(MATERIAL FOR THE TASK)
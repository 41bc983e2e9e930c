use std::any::type_name;
use std::cell::UnsafeCell;
use std::fmt;
use std::marker::PhantomData;
use std::ptr::NonNull;

use tracing::{debug, error, trace};

use crate::{
    FixedPoolBuilder, FreeList, GrowthPolicy, LockGuard, PageRegion, PageSize, PageSource,
    PoolStats, RawLock, Result, SpinLock, UnitLayout,
};

/// A thread-safe pool of fixed-size storage units for values of type `T`.
///
/// The pool carves units out of virtual memory pages obtained directly from the operating system
/// and recycles them through an intrusive last-in-first-out free list. [`malloc()`][Self::malloc]
/// hands out a pointer to uninitialized-or-stale storage big enough for one `T` and
/// [`free()`][Self::free] takes it back. When the free list runs dry, `malloc()` grows the pool
/// according to its [`GrowthPolicy`].
///
/// # Raw storage only
///
/// The pool never creates or drops a `T`. The storage behind a pointer returned from `malloc()`
/// was zero-filled when its page was first obtained but is **not** cleared on reuse, so it may
/// contain whatever a previous user left behind. Writing a value into the storage, and dropping
/// that value before calling `free()`, is entirely the caller's responsibility.
///
/// # Memory lifecycle
///
/// Pages are never returned to the operating system while the pool is alive, no matter how many
/// units are free. Dropping the pool returns all pages at once, which leaves any pointers that
/// are still outstanding dangling.
///
/// # Thread safety
///
/// The pool is thread-safe ([`Send`] and [`Sync`]). All operations are serialized by a single
/// lock of type `L` (by default a [`SpinLock`]), making concurrent calls equivalent to some
/// total order of calls. Growth maps new pages while the lock is held, so under contention other
/// threads wait for the operating system as well.
///
/// # Examples
///
/// ```
/// use fixed_pool::FixedPool;
///
/// struct Person {
///     age: i32,
/// }
///
/// let pool = FixedPool::<Person>::with_capacity(10).unwrap();
///
/// let person = pool.malloc().unwrap();
///
/// // SAFETY: The storage is big enough for a Person and nobody else has access to it.
/// unsafe {
///     person.write(Person { age: 32 });
///     assert_eq!(person.as_ref().age, 32);
/// }
///
/// // Person has no drop logic, so we can simply return the storage.
/// // SAFETY: The pointer came from this pool and is not used after this.
/// unsafe {
///     pool.free(person);
/// }
///
/// assert_eq!(pool.statistics().allocated_units(), 0);
/// ```
pub struct FixedPool<T, L: RawLock = SpinLock> {
    lock: L,

    /// Only accessed while holding `lock`.
    state: UnsafeCell<PoolState>,

    unit_layout: UnitLayout,
    growth_policy: GrowthPolicy,
    page_source: PageSource,

    // The pool stores no values of type T, it only hands out storage for them.
    _element: PhantomData<fn() -> T>,
}

#[derive(Debug, Default)]
struct PoolState {
    free_list: FreeList,

    /// Appended to on every growth event, only emptied when the pool is dropped.
    regions: Vec<PageRegion>,

    total_units: usize,
    allocated_units: usize,
    allocated_pages: usize,
}

impl PoolState {
    /// Every unit is either handed out or on the free list.
    fn debug_assert_consistent(&self) {
        debug_assert_eq!(
            self.allocated_units.wrapping_add(self.free_list.len()),
            self.total_units,
            "allocated and free units do not add up to the total"
        );
    }
}

// SAFETY: The pool hands out raw storage and never holds a T, so it does not matter which thread
// the pool is on. The raw pointers in the state refer to memory owned by the pool itself.
unsafe impl<T, L: RawLock> Send for FixedPool<T, L> {}

// SAFETY: All access to the mutable state goes through `lock`, which provides mutual exclusion.
unsafe impl<T, L: RawLock> Sync for FixedPool<T, L> {}

impl<T> FixedPool<T> {
    /// Creates a builder for configuring and constructing a [`FixedPool`].
    ///
    /// # Examples
    ///
    /// ```
    /// use fixed_pool::{FixedPool, GrowthPolicy};
    ///
    /// let pool = FixedPool::<u64>::builder()
    ///     .initial_capacity(100)
    ///     .growth_policy(GrowthPolicy::Geometric)
    ///     .build()
    ///     .unwrap();
    ///
    /// assert_eq!(pool.statistics().total_units(), 100);
    /// ```
    pub fn builder() -> FixedPoolBuilder<T> {
        FixedPoolBuilder::new()
    }

    /// Creates a pool with `initial_capacity` units pre-allocated, using default settings for
    /// everything else.
    ///
    /// # Errors
    ///
    /// Returns an error if the memory for the initial capacity cannot be obtained. See
    /// [`FixedPoolBuilder::build()`].
    ///
    /// # Panics
    ///
    /// Panics if `T` is a zero-sized type.
    pub fn with_capacity(initial_capacity: usize) -> Result<Self> {
        Self::builder().initial_capacity(initial_capacity).build()
    }
}

impl<T, L: RawLock> FixedPool<T, L> {
    pub(crate) fn new_inner(
        unit_layout: UnitLayout,
        initial_capacity: usize,
        growth_policy: GrowthPolicy,
        page_source: PageSource,
    ) -> Result<Self> {
        let mut pool = Self {
            lock: L::default(),
            state: UnsafeCell::new(PoolState::default()),
            unit_layout,
            growth_policy,
            page_source,
            _element: PhantomData,
        };

        if initial_capacity > 0 {
            let state = pool.state.get_mut();

            // If this fails, the partially constructed pool is dropped, releasing nothing
            // because no region was added.
            Self::grow(&pool.page_source, &pool.unit_layout, state, initial_capacity)?;
        }

        Ok(pool)
    }

    /// Hands out storage for one `T`.
    ///
    /// The storage is at least `size_of::<T>()` bytes. Its content is unspecified: it was zeroed
    /// when the containing page was obtained but is not cleared when a unit is reused.
    ///
    /// If no unit is free, the pool first grows according to its [`GrowthPolicy`]. This happens
    /// while the pool lock is held.
    ///
    /// # Errors
    ///
    /// Returns [`Error::ResourceExhaustion`][crate::Error::ResourceExhaustion] if the pool needs
    /// to grow and the operating system refuses to provide more memory. The pool is unchanged in
    /// that case and remains usable.
    pub fn malloc(&self) -> Result<NonNull<T>> {
        let _guard = LockGuard::acquire(&self.lock);

        // SAFETY: We hold the lock, which grants exclusive access to the state.
        let state = unsafe { &mut *self.state.get() };

        if state.free_list.is_empty() {
            let units = self.growth_policy.units_to_add(state.total_units);

            trace!(
                units,
                total_units = state.total_units,
                element = type_name::<T>(),
                "free list exhausted, growing pool"
            );

            Self::grow(&self.page_source, &self.unit_layout, state, units)?;
        }

        let unit = state
            .free_list
            .pop()
            .expect("free list cannot be empty after successful growth");

        state.allocated_units = state
            .allocated_units
            .checked_add(1)
            .expect("cannot allocate more units than the pool contains");

        state.debug_assert_consistent();

        // SAFETY: The unit came from our free list, so it was laid out with our unit layout.
        let payload = unsafe { self.unit_layout.payload_of(unit) };

        Ok(payload.cast())
    }

    /// Returns storage obtained from [`malloc()`][Self::malloc] to the pool.
    ///
    /// The unit becomes the first candidate for the next `malloc()`. Any value the caller placed
    /// in the storage is not dropped.
    ///
    /// # Safety
    ///
    /// The caller must guarantee that:
    ///
    /// * `ptr` was returned by `malloc()` on this same pool.
    /// * `ptr` has not been freed since it was returned by `malloc()`.
    /// * Neither `ptr` nor any pointer derived from it is used after this call.
    ///
    /// None of this is checked in release builds. Debug builds detect double frees and panic.
    pub unsafe fn free(&self, ptr: NonNull<T>) {
        // SAFETY: The caller guarantees that `ptr` is a payload this pool handed out.
        let unit = unsafe { self.unit_layout.unit_of(ptr.cast()) };

        let _guard = LockGuard::acquire(&self.lock);

        // SAFETY: We hold the lock, which grants exclusive access to the state.
        let state = unsafe { &mut *self.state.get() };

        state.allocated_units = state
            .allocated_units
            .checked_sub(1)
            .expect("more units freed than were allocated - caller contract violated");

        // SAFETY: The caller guarantees the unit is currently allocated from this pool, which
        // means it was popped from our free list and not pushed back since.
        unsafe {
            state.free_list.push(unit);
        }

        state.debug_assert_consistent();
    }

    /// Returns a snapshot of the pool counters. Has no effect on the pool.
    #[must_use]
    pub fn statistics(&self) -> PoolStats {
        let _guard = LockGuard::acquire(&self.lock);

        // SAFETY: We hold the lock. We only read from the state.
        let state = unsafe { &*self.state.get() };

        PoolStats::new(
            state.allocated_units,
            state.total_units,
            state.allocated_pages,
            state.regions.len(),
        )
    }

    /// How units are laid out within the pool's pages.
    #[must_use]
    pub fn unit_layout(&self) -> UnitLayout {
        self.unit_layout
    }

    /// The page size the pool rounds its memory requests to.
    #[must_use]
    pub fn page_size(&self) -> PageSize {
        self.page_source.page_size()
    }

    /// The policy applied when the free list runs out.
    #[must_use]
    pub fn growth_policy(&self) -> GrowthPolicy {
        self.growth_policy
    }

    /// Maps a new region for `units` units and puts all of them on the free list.
    ///
    /// Takes the pieces of the pool separately so it can be used both under the lock and
    /// during construction, when we have exclusive access anyway.
    fn grow(
        page_source: &PageSource,
        unit_layout: &UnitLayout,
        state: &mut PoolState,
        units: usize,
    ) -> Result<()> {
        let byte_count = unit_layout.bytes_for(units)?;
        let region = page_source.acquire(byte_count)?;

        for index in 0..units {
            // SAFETY: The region is page-aligned (and the page size is at least the unit
            // alignment, which the builder checks) and was sized for `units` units.
            let unit = unsafe { unit_layout.unit_at(region.base(), index) };

            // SAFETY: Units do not overlap and the region stays alive until the pool is dropped.
            unsafe {
                state.free_list.push_new(unit);
            }
        }

        state.total_units = state
            .total_units
            .checked_add(units)
            .expect("unit count cannot exceed the address space");
        state.allocated_pages = state
            .allocated_pages
            .checked_add(region.page_count())
            .expect("page count cannot exceed the address space");

        debug!(
            units,
            pages = region.page_count(),
            bytes = region.len(),
            total_units = state.total_units,
            "pool grew"
        );

        state.regions.push(region);

        Ok(())
    }

    #[cfg(test)]
    fn free_list_len(&self) -> usize {
        let _guard = LockGuard::acquire(&self.lock);

        // SAFETY: We hold the lock. We only read from the state.
        unsafe { &*self.state.get() }.free_list.len()
    }
}

impl<T, L: RawLock> Drop for FixedPool<T, L> {
    fn drop(&mut self) {
        let state = self.state.get_mut();

        if state.allocated_units > 0 {
            debug!(
                allocated_units = state.allocated_units,
                element = type_name::<T>(),
                "dropping pool with outstanding allocations, their storage is released"
            );
        }

        for region in state.regions.drain(..) {
            if let Err(e) = self.page_source.release(region) {
                error!(error = %e, "failed to release page region");
            }
        }
    }
}

impl<T, L: RawLock> fmt::Debug for FixedPool<T, L> {
    #[cfg_attr(test, mutants::skip)] // No API contract to test.
    fn fmt(&self, f: &mut fmt::Formatter<'_>) -> fmt::Result {
        f.debug_struct(type_name::<Self>())
            .field("statistics", &self.statistics())
            .field("unit_layout", &self.unit_layout)
            .field("growth_policy", &self.growth_policy)
            .field("page_source", &self.page_source)
            .finish_non_exhaustive()
    }
}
(End MATERIAL FOR THE TASK)
**PROBLEM**
Only lines with the word "since" count here; copy every one from the records.

**SOLUTION TO THE EXERCISE**
    /// * `ptr` has not been freed since it was returned by `malloc()`.
        // means it was popped from our free list and not pushed back since.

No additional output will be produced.